Answer to the first part of your question easily follows from uniform boundedness principle.

For each $n\in\mathbb{N}$ we define linear operator (in fact linear functional) $$ T_n:\ell_2\to\mathbb{C}:y\mapsto\langle y, a_n\rangle $$ Let's compute their norm. From Cauchy Schwarz inequality it follows that for all $y\in\ell_2$ we have $$ |T_n(y)|=|\langle y,a_n\rangle|\leq\Vert a_n\Vert\Vert y\Vert $$ hence $$ \Vert T_n\Vert\leq\Vert a_n\Vert\tag{1} $$ On the other hand $\Vert T_n(a_n)\Vert=\langle a_n,a_n\rangle=\Vert a_n\Vert^2$, so $$ \Vert T_n\Vert\geq \Vert T(a_n)\Vert/\Vert a_n\Vert=\Vert a_n\Vert\tag{2} $$ From $(1)$ and $(2)$ it follows that $$ \Vert T_n\Vert=\Vert a_n\Vert\tag{3} $$ Now fix $y\in \ell_2$, then by assumption $\lim\limits_{n\to\infty} T_n(y)=\lim\limits_{n\to\infty}\langle y,a_n\rangle=\langle a,y\rangle$. This means that the sequnce $\{T_n(y):n\in\mathbb{N}\}$ is convergent and, as the consequence is bounded. Thus for each $y\in\ell_2$ we have $$ \sup\{| T_n(y)|:n\in\mathbb{N}\}<+\infty $$ Then from uniform boundedness principle it follows that $$ \sup\{\Vert T_n\Vert:n\in\mathbb{N}\}<+\infty $$ Using $(3)$ we conclude that $\{\Vert a_n\Vert:n\in\mathbb{N}\}$ is bounded. In fact there is more general and much more short proof, but it involves additional usage of standard embedding into the double dual which is isometric for normed spaces.

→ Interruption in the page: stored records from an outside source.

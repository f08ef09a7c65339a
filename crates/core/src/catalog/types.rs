//! Normalized catalog types shared by every backend.

use std::fmt;
use std::str::FromStr;

use serde::{Deserialize, Serialize};

/// Author placeholder used when a catalog omits authorship.
pub const UNKNOWN_AUTHOR: &str = "Unknown";

/// The catalog a result came from.
#[derive(Debug, Clone, Copy, PartialEq, Eq, Hash, Serialize, Deserialize)]
pub enum CatalogSource {
    #[serde(rename = "google")]
    Google,
    #[serde(rename = "openlibrary")]
    OpenLibrary,
}

impl CatalogSource {
    pub fn as_str(&self) -> &'static str {
        match self {
            CatalogSource::Google => "google",
            CatalogSource::OpenLibrary => "openlibrary",
        }
    }
}

impl fmt::Display for CatalogSource {
    fn fmt(&self, f: &mut fmt::Formatter<'_>) -> fmt::Result {
        f.write_str(self.as_str())
    }
}

impl FromStr for CatalogSource {
    type Err = String;

    fn from_str(s: &str) -> Result<Self, Self::Err> {
        match s.to_ascii_lowercase().as_str() {
            "google" => Ok(CatalogSource::Google),
            "openlibrary" | "open_library" => Ok(CatalogSource::OpenLibrary),
            other => Err(format!("unknown catalog source: {}", other)),
        }
    }
}

/// A single search hit, normalized across catalogs.
#[derive(Debug, Clone, Serialize, Deserialize, PartialEq)]
#[serde(rename_all = "camelCase")]
pub struct SearchResult {
    /// Identifier that can be passed back to `get_details`.
    pub id: String,
    pub source: CatalogSource,
    pub title: String,
    /// Never empty; defaults to [`UNKNOWN_AUTHOR`].
    pub authors: Vec<String>,
    #[serde(default, skip_serializing_if = "Option::is_none")]
    pub publisher: Option<String>,
    #[serde(default, skip_serializing_if = "Option::is_none")]
    pub published_date: Option<String>,
    #[serde(default, skip_serializing_if = "Option::is_none")]
    pub description: Option<String>,
    #[serde(default, skip_serializing_if = "Option::is_none")]
    pub page_count: Option<u32>,
    #[serde(default)]
    pub categories: Vec<String>,
    #[serde(default, skip_serializing_if = "Option::is_none")]
    pub thumbnail: Option<String>,
    #[serde(default, skip_serializing_if = "Option::is_none")]
    pub language: Option<String>,
    #[serde(default, skip_serializing_if = "Option::is_none")]
    pub preview_link: Option<String>,
}

impl SearchResult {
    /// Text shown to a user picking among results.
    pub fn display_label(&self) -> String {
        format!("{} by {}", self.title, self.authors.join(", "))
    }
}

/// An ISBN or other industry identifier.
#[derive(Debug, Clone, Serialize, Deserialize, PartialEq, Eq)]
pub struct IndustryIdentifier {
    /// e.g. `ISBN_10`, `ISBN_13`, `OTHER`.
    #[serde(rename = "type")]
    pub kind: String,
    pub identifier: String,
}

/// Cover image links at the sizes a catalog provides.
#[derive(Debug, Clone, Default, Serialize, Deserialize, PartialEq)]
#[serde(rename_all = "camelCase")]
pub struct ImageLinks {
    #[serde(default, skip_serializing_if = "Option::is_none")]
    pub small_thumbnail: Option<String>,
    #[serde(default, skip_serializing_if = "Option::is_none")]
    pub thumbnail: Option<String>,
    #[serde(default, skip_serializing_if = "Option::is_none")]
    pub small: Option<String>,
    #[serde(default, skip_serializing_if = "Option::is_none")]
    pub medium: Option<String>,
    #[serde(default, skip_serializing_if = "Option::is_none")]
    pub large: Option<String>,
}

#[derive(Debug, Clone, Serialize, Deserialize, PartialEq)]
#[serde(rename_all = "camelCase")]
pub struct Price {
    pub amount: f64,
    pub currency_code: String,
}

/// Licensing and availability metadata.
#[derive(Debug, Clone, Default, Serialize, Deserialize, PartialEq)]
#[serde(rename_all = "camelCase")]
pub struct SaleInfo {
    #[serde(default, skip_serializing_if = "Option::is_none")]
    pub country: Option<String>,
    /// e.g. `FOR_SALE`, `NOT_FOR_SALE`, `FREE`.
    #[serde(default, skip_serializing_if = "Option::is_none")]
    pub saleability: Option<String>,
    #[serde(default)]
    pub is_ebook: bool,
    #[serde(default, skip_serializing_if = "Option::is_none")]
    pub list_price: Option<Price>,
    #[serde(default, skip_serializing_if = "Option::is_none")]
    pub retail_price: Option<Price>,
    #[serde(default, skip_serializing_if = "Option::is_none")]
    pub buy_link: Option<String>,
}

/// Full details for one catalog item.
#[derive(Debug, Clone, Serialize, Deserialize, PartialEq)]
#[serde(rename_all = "camelCase")]
pub struct BookDetails {
    pub id: String,
    pub source: CatalogSource,
    pub title: String,
    #[serde(default, skip_serializing_if = "Option::is_none")]
    pub subtitle: Option<String>,
    pub authors: Vec<String>,
    #[serde(default, skip_serializing_if = "Option::is_none")]
    pub publisher: Option<String>,
    #[serde(default, skip_serializing_if = "Option::is_none")]
    pub published_date: Option<String>,
    #[serde(default, skip_serializing_if = "Option::is_none")]
    pub description: Option<String>,
    #[serde(default)]
    pub industry_identifiers: Vec<IndustryIdentifier>,
    #[serde(default, skip_serializing_if = "Option::is_none")]
    pub page_count: Option<u32>,
    #[serde(default)]
    pub categories: Vec<String>,
    #[serde(default, skip_serializing_if = "Option::is_none")]
    pub average_rating: Option<f32>,
    #[serde(default, skip_serializing_if = "Option::is_none")]
    pub ratings_count: Option<u32>,
    #[serde(default, skip_serializing_if = "Option::is_none")]
    pub images: Option<ImageLinks>,
    #[serde(default, skip_serializing_if = "Option::is_none")]
    pub language: Option<String>,
    #[serde(default, skip_serializing_if = "Option::is_none")]
    pub preview_link: Option<String>,
    #[serde(default, skip_serializing_if = "Option::is_none")]
    pub info_link: Option<String>,
    #[serde(default, skip_serializing_if = "Option::is_none")]
    pub sale_info: Option<SaleInfo>,
}

impl BookDetails {
    /// First ISBN-13, falling back to ISBN-10.
    pub fn isbn(&self) -> Option<&str> {
        ["ISBN_13", "ISBN_10"].iter().find_map(|kind| {
            self.industry_identifiers
                .iter()
                .find(|i| i.kind == *kind)
                .map(|i| i.identifier.as_str())
        })
    }
}

/// Replace an absent or empty author list with the placeholder.
pub(crate) fn authors_or_unknown(authors: Option<Vec<String>>) -> Vec<String> {
    match authors {
        Some(list) if !list.is_empty() => list,
        _ => vec![UNKNOWN_AUTHOR.to_string()],
    }
}
//! Interactive search and history browsing.
//!
//! The session drives the catalog and the history store; a [`Prompter`]
//! stands in for the human picking from lists, so the flow runs the same
//! against a terminal or a script.

mod render;
mod session;
mod terminal;

pub use render::render_details;
pub use session::{BrowseOutcome, HistoryKind, SearchOutcome, SearchSession, SessionError};
pub use terminal::TerminalPrompter;

use thiserror::Error;

/// Errors from asking the user to choose.
#[derive(Debug, Error)]
pub enum PromptError {
    /// Input ended before an answer was given.
    #[error("input closed before a choice was made")]
    Closed,

    #[error("nothing to choose from")]
    NoChoices,

    #[error("invalid answer: {0}")]
    InvalidAnswer(String),

    #[error("prompt I/O error: {0}")]
    Io(#[from] std::io::Error),
}

/// A labelled value offered to the user.
#[derive(Debug, Clone, PartialEq)]
pub struct Choice<T> {
    pub label: String,
    pub value: T,
}

impl<T> Choice<T> {
    pub fn new(label: impl Into<String>, value: T) -> Self {
        Self {
            label: label.into(),
            value,
        }
    }
}

/// Presents a list of labels and returns the index picked.
pub trait Prompter {
    fn select(&mut self, message: &str, labels: &[String]) -> Result<usize, PromptError>;
}

/// Ask `prompter` to pick one of `choices` and return its value.
pub fn choose<T, P>(
    prompter: &mut P,
    message: &str,
    choices: Vec<Choice<T>>,
) -> Result<T, PromptError>
where
    P: Prompter + ?Sized,
{
    if choices.is_empty() {
        return Err(PromptError::NoChoices);
    }
    let labels: Vec<String> = choices.iter().map(|c| c.label.clone()).collect();
    let index = prompter.select(message, &labels)?;

    choices
        .into_iter()
        .nth(index)
        .map(|c| c.value)
        .ok_or_else(|| PromptError::InvalidAnswer(format!("choice {} out of range", index)))
}
pub mod catalog;
pub mod config;
pub mod history;
pub mod interactive;
pub mod testing;

pub use catalog::{
    BookCatalog, BookDetails, CatalogError, CatalogSource, CombinedCatalog, SearchResult,
};
pub use config::{
    load_config, load_config_from_str, load_config_or_default, validate_config, Config,
    ConfigError, HistoryBackendKind, SanitizedConfig,
};
pub use history::{
    open_history_store, History, HistoryBackend, HistoryStore, KeywordRecord, LoadOutcome,
    RecordOutcome, SelectionRecord, StorageFault,
};
pub use interactive::{
    render_details, BrowseOutcome, HistoryKind, Prompter, SearchOutcome, SearchSession,
    SessionError, TerminalPrompter,
};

As for the second part of the question. It is much more easier. Fix $i\in\mathbb{N}$ and consider vector $y_i\in\ell_2$ such that $$ y_i(k)=\begin{cases}1&\quad\text{ if }\quad k=i\\0&\quad\text{ if }\quad k\neq i\end{cases} $$ Obviously $$ \langle y_i,a_n\rangle=\sum\limits_{k=1}^\infty a_n(k)\overline{y_i(k)}=a_n(i)\\ \langle y_i,a\rangle=\sum\limits_{k=1}^\infty a(k)\overline{y_i(k)}=a(i) $$ Since for all $y\in\ell_2$ we have $\lim\limits_{n\to\infty}\langle y,a_n\rangle=\langle y,a\rangle$ then $$ \lim\limits_{n\to\infty} a_n(i)=\lim\limits_{n\to\infty}\langle y_i,a_n\rangle=\langle y_i,a\rangle=a(i) $$ This s exactly what we wanted to prove.

P.S.

There is NO absolutely elementary proof for your question without appealing to any theorem. Want you or not, you MUST use completeness of $\ell_2$. For incomplete inner product spaces the first result doesn't hold. For counterexample see answer to the question What facts about the weak topology fail in spaces that aren't Banach?. Well, one can modify my proof so it won't use uniform boundedness principle, but this modification will significantly enlarge the proof and in fact one WILL prove uniform boundedness principle for this particular case, but without explicitly giving things their names.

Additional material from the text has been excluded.